---------- Information provided

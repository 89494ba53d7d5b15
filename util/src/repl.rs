use rustyline::{error::ReadlineError, Editor};
use thiserror::Error;

#[derive(Error, Debug)]
pub enum Error<E> {
    #[error(transparent)]
    Readline(ReadlineError),
    #[error("Eval failed: {0:?}")]
    EvalError(E),
}

pub trait Repl {
    type Error: std::fmt::Debug;
    const HISTORY: Option<&'static str> = None;
    const PROMPT: &'static str = ">> ";
    fn evaluate(&mut self, input: String) -> Result<(), Self::Error>;
}

/// Joins lines ending with `\` into one input.
#[derive(Default, Debug)]
pub struct Continuation {
    pending: Option<String>,
}

impl Continuation {
    /// Returns the complete input once `line` does not continue it.
    pub fn feed(&mut self, mut line: String) -> Option<String> {
        let continues = line.ends_with('\\');
        if continues {
            line.pop();
            line.push('\n');
        }
        let input = match self.pending.take() {
            Some(mut pending) => {
                pending.push_str(&line);
                pending
            }
            None => line,
        };
        if continues {
            self.pending = Some(input);
            None
        } else {
            Some(input)
        }
    }

    pub fn is_pending(&self) -> bool {
        self.pending.is_some()
    }
}

pub fn start_repl<R: Repl>(mut repl: R) -> Result<(), Error<R::Error>> {
    let mut editor = Editor::<()>::new();
    if let Some(history) = R::HISTORY {
        if let Err(e) = editor.load_history(history) {
            tracing::debug!("no history loaded from {history}: {e}");
        }
    }
    let mut continuation = Continuation::default();
    loop {
        let prompt = if continuation.is_pending() {
            ".. "
        } else {
            R::PROMPT
        };
        match editor.readline(prompt) {
            Ok(line) => {
                let Some(input) = continuation.feed(line) else {
                    continue;
                };
                editor.add_history_entry(input.as_str());
                repl.evaluate(input).map_err(Error::EvalError)?;
                if let Some(history) = R::HISTORY {
                    editor.save_history(history).map_err(Error::Readline)?;
                }
            }
            Err(ReadlineError::Interrupted | ReadlineError::Eof) => {
                println!("Bye!");
                break Ok(());
            }
            Err(e) => break Err(Error::Readline(e)),
        }
    }
}
//! Parsing, reduction and insertion search for S/K/I combinator terms.

pub mod evaluator;
pub mod parser;
pub mod prelude;
pub mod printer;
pub mod search;
pub mod term;

pub use evaluator::{equivalent, simplify, DivergenceError, Limits};
pub use parser::{parse, MalformedInputError};
pub use printer::stringify;
pub use search::{find_transform, Search, SearchConfig, SearchReport};
pub use term::{Atom, Term};
//! Maps a (shape, calculation) pair to the inputs it needs and the formula
//! that consumes them, and formats the resulting measurement.

use std::fmt;

use tracing::{debug, trace};

use crate::formulas::{self, GeometryError};
use crate::shape::{CalculationKind, Shape};

/// Decimal places used for circle and rhombus results unless configured.
pub const DEFAULT_FIXED_DECIMALS: usize = 4;

/// Largest accepted decimal count; more digits than an `f64` carries.
pub const MAX_FIXED_DECIMALS: usize = 32;

/// One numeric input requested from the user.
#[derive(Debug, Clone, Copy, PartialEq, Eq)]
pub struct Parameter {
    /// Short name used in error messages.
    pub name: &'static str,
    /// Prompt text, without the trailing `": "`.
    pub prompt: &'static str,
}

const SIDE: Parameter = Parameter {
    name: "side length",
    prompt: "Enter the side length",
};
const RADIUS: Parameter = Parameter {
    name: "radius",
    prompt: "Enter the radius",
};
const BASE: Parameter = Parameter {
    name: "base",
    prompt: "Enter the base",
};
const HEIGHT: Parameter = Parameter {
    name: "height",
    prompt: "Enter the height",
};
const SIDE_1: Parameter = Parameter {
    name: "side 1",
    prompt: "Enter side 1",
};
const SIDE_2: Parameter = Parameter {
    name: "side 2",
    prompt: "Enter side 2",
};
const SIDE_3: Parameter = Parameter {
    name: "side 3",
    prompt: "Enter side 3",
};
const LENGTH: Parameter = Parameter {
    name: "length",
    prompt: "Enter the length",
};
const WIDTH: Parameter = Parameter {
    name: "width",
    prompt: "Enter the width",
};
const ANGLE: Parameter = Parameter {
    name: "angle",
    prompt: "Enter the internal acute angle (in degrees)",
};

/// Inputs required for `shape`/`kind`, in the order they are requested.
pub fn parameters(shape: Shape, kind: CalculationKind) -> &'static [Parameter] {
    use CalculationKind::*;
    match (shape, kind) {
        (Shape::Square, Area | Perimeter) => &[SIDE],
        (Shape::Circle, Area | Perimeter) => &[RADIUS],
        (Shape::Triangle, Area) => &[BASE, HEIGHT],
        (Shape::Triangle, Perimeter) => &[SIDE_1, SIDE_2, SIDE_3],
        (Shape::Rectangle, Area | Perimeter) => &[LENGTH, WIDTH],
        (Shape::Rhombus, Area) => &[SIDE, ANGLE],
        (Shape::Rhombus, Perimeter) => &[SIDE],
    }
}

/// Numeric inputs for exactly one (shape, calculation) pair.
#[derive(Debug, Clone, Copy, PartialEq)]
pub enum ShapeParameters {
    SquareArea { side: f64 },
    SquarePerimeter { side: f64 },
    CircleArea { radius: f64 },
    CirclePerimeter { radius: f64 },
    TriangleArea { base: f64, height: f64 },
    TrianglePerimeter { side1: f64, side2: f64, side3: f64 },
    RectangleArea { length: f64, width: f64 },
    RectanglePerimeter { length: f64, width: f64 },
    RhombusArea { side: f64, angle_deg: f64 },
    RhombusPerimeter { side: f64 },
}

impl ShapeParameters {
    /// Builds the record for `shape`/`kind`, pulling each value from `next`
    /// in [`parameters`] order. The first error from `next` aborts collection.
    pub fn collect<E>(
        shape: Shape,
        kind: CalculationKind,
        mut next: impl FnMut(&Parameter) -> Result<f64, E>,
    ) -> Result<Self, E> {
        use CalculationKind::*;
        let params = match (shape, kind) {
            (Shape::Square, Area) => ShapeParameters::SquareArea { side: next(&SIDE)? },
            (Shape::Square, Perimeter) => ShapeParameters::SquarePerimeter { side: next(&SIDE)? },
            (Shape::Circle, Area) => ShapeParameters::CircleArea {
                radius: next(&RADIUS)?,
            },
            (Shape::Circle, Perimeter) => ShapeParameters::CirclePerimeter {
                radius: next(&RADIUS)?,
            },
            (Shape::Triangle, Area) => ShapeParameters::TriangleArea {
                base: next(&BASE)?,
                height: next(&HEIGHT)?,
            },
            (Shape::Triangle, Perimeter) => ShapeParameters::TrianglePerimeter {
                side1: next(&SIDE_1)?,
                side2: next(&SIDE_2)?,
                side3: next(&SIDE_3)?,
            },
            (Shape::Rectangle, Area) => ShapeParameters::RectangleArea {
                length: next(&LENGTH)?,
                width: next(&WIDTH)?,
            },
            (Shape::Rectangle, Perimeter) => ShapeParameters::RectanglePerimeter {
                length: next(&LENGTH)?,
                width: next(&WIDTH)?,
            },
            (Shape::Rhombus, Area) => ShapeParameters::RhombusArea {
                side: next(&SIDE)?,
                angle_deg: next(&ANGLE)?,
            },
            (Shape::Rhombus, Perimeter) => ShapeParameters::RhombusPerimeter { side: next(&SIDE)? },
        };
        Ok(params)
    }

    /// Builds the record from an already-ordered slice of values.
    ///
    /// Returns `None` when `values` has the wrong length for the pair.
    pub fn from_values(shape: Shape, kind: CalculationKind, values: &[f64]) -> Option<Self> {
        if values.len() != parameters(shape, kind).len() {
            return None;
        }
        let mut iter = values.iter().copied();
        Self::collect(shape, kind, |_| iter.next().ok_or(())).ok()
    }

    /// Shape these inputs describe.
    pub fn shape(&self) -> Shape {
        match self {
            ShapeParameters::SquareArea { .. } | ShapeParameters::SquarePerimeter { .. } => {
                Shape::Square
            }
            ShapeParameters::CircleArea { .. } | ShapeParameters::CirclePerimeter { .. } => {
                Shape::Circle
            }
            ShapeParameters::TriangleArea { .. } | ShapeParameters::TrianglePerimeter { .. } => {
                Shape::Triangle
            }
            ShapeParameters::RectangleArea { .. } | ShapeParameters::RectanglePerimeter { .. } => {
                Shape::Rectangle
            }
            ShapeParameters::RhombusArea { .. } | ShapeParameters::RhombusPerimeter { .. } => {
                Shape::Rhombus
            }
        }
    }

    /// Calculation these inputs are for.
    pub fn kind(&self) -> CalculationKind {
        match self {
            ShapeParameters::SquareArea { .. }
            | ShapeParameters::CircleArea { .. }
            | ShapeParameters::TriangleArea { .. }
            | ShapeParameters::RectangleArea { .. }
            | ShapeParameters::RhombusArea { .. } => CalculationKind::Area,
            ShapeParameters::SquarePerimeter { .. }
            | ShapeParameters::CirclePerimeter { .. }
            | ShapeParameters::TrianglePerimeter { .. }
            | ShapeParameters::RectanglePerimeter { .. }
            | ShapeParameters::RhombusPerimeter { .. } => CalculationKind::Perimeter,
        }
    }

    /// Runs the matching formula.
    pub fn evaluate(&self) -> Result<Measurement, GeometryError> {
        trace!(params = ?self, "evaluating formula");
        let value = match *self {
            ShapeParameters::SquareArea { side } => formulas::square_area(side),
            ShapeParameters::SquarePerimeter { side } => formulas::square_perimeter(side),
            ShapeParameters::CircleArea { radius } => formulas::circle_area(radius),
            ShapeParameters::CirclePerimeter { radius } => formulas::circle_perimeter(radius),
            ShapeParameters::TriangleArea { base, height } => {
                formulas::triangle_area(base, height)
            }
            ShapeParameters::TrianglePerimeter {
                side1,
                side2,
                side3,
            } => formulas::triangle_perimeter(side1, side2, side3),
            ShapeParameters::RectangleArea { length, width } => {
                formulas::rectangle_area(length, width)
            }
            ShapeParameters::RectanglePerimeter { length, width } => {
                formulas::rectangle_perimeter(length, width)
            }
            ShapeParameters::RhombusArea { side, angle_deg } => {
                formulas::rhombus_area(side, angle_deg)
            }
            ShapeParameters::RhombusPerimeter { side } => formulas::rhombus_perimeter(side),
        }?;
        let measurement = Measurement {
            shape: self.shape(),
            kind: self.kind(),
            value,
        };
        debug!(shape = %measurement.shape, kind = %measurement.kind, value, "computed");
        Ok(measurement)
    }
}

/// Computed area or perimeter together with what produced it.
#[derive(Debug, Clone, Copy, PartialEq)]
pub struct Measurement {
    pub shape: Shape,
    pub kind: CalculationKind,
    pub value: f64,
}

impl Measurement {
    /// `Area`, `Perimeter`, or `Perimeter (circumference)` for circles.
    pub fn label(&self) -> &'static str {
        match (self.shape, self.kind) {
            (_, CalculationKind::Area) => "Area",
            (Shape::Circle, CalculationKind::Perimeter) => "Perimeter (circumference)",
            (_, CalculationKind::Perimeter) => "Perimeter",
        }
    }

    /// Circle and rhombus results are printed with a fixed number of decimals.
    pub fn uses_fixed_decimals(&self) -> bool {
        matches!(self.shape, Shape::Circle | Shape::Rhombus)
    }

    /// Formats the value alone, honoring `fixed_decimals` for circle and rhombus.
    ///
    /// `fixed_decimals` is capped at [`MAX_FIXED_DECIMALS`].
    pub fn format_value(&self, fixed_decimals: usize) -> String {
        let fixed_decimals = fixed_decimals.min(MAX_FIXED_DECIMALS);
        // -0.0 would otherwise print as "-0"
        let value = if self.value == 0.0 { 0.0 } else { self.value };
        if self.uses_fixed_decimals() {
            format!("{value:.fixed_decimals$}")
        } else {
            format!("{value}")
        }
    }

    /// Full output line, e.g. `Area of square: 16`.
    pub fn render(&self, fixed_decimals: usize) -> String {
        format!(
            "{} of {}: {}",
            self.label(),
            self.shape,
            self.format_value(fixed_decimals)
        )
    }
}

impl fmt::Display for Measurement {
    fn fmt(&self, f: &mut fmt::Formatter<'_>) -> fmt::Result {
        f.write_str(&self.render(DEFAULT_FIXED_DECIMALS))
    }
}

--------------------

▸ Exercise requirements: Type out again, exactly as written, the lines from the beginning of the material through the one containing "line.push('\n');".

▸ Problem solution:
repository 89494ba53d7d5b15
filename util/src/repl.rs
use rustyline::{error::ReadlineError, Editor};
use thiserror::Error;

#[derive(Error, Debug)]
pub enum Error<E> {
    #[error(transparent)]
    Readline(ReadlineError),
    #[error("Eval failed: {0:?}")]
    EvalError(E),
}

pub trait Repl {
    type Error: std::fmt::Debug;
    const HISTORY: Option<&'static str> = None;
    const PROMPT: &'static str = ">> ";
    fn evaluate(&mut self, input: String) -> Result<(), Self::Error>;
}

/// Joins lines ending with `\` into one input.
#[derive(Default, Debug)]
pub struct Continuation {
    pending: Option<String>,
}

impl Continuation {
    /// Returns the complete input once `line` does not continue it.
    pub fn feed(&mut self, mut line: String) -> Option<String> {
        let continues = line.ends_with('\\');
        if continues {
            line.pop();
            line.push('\n');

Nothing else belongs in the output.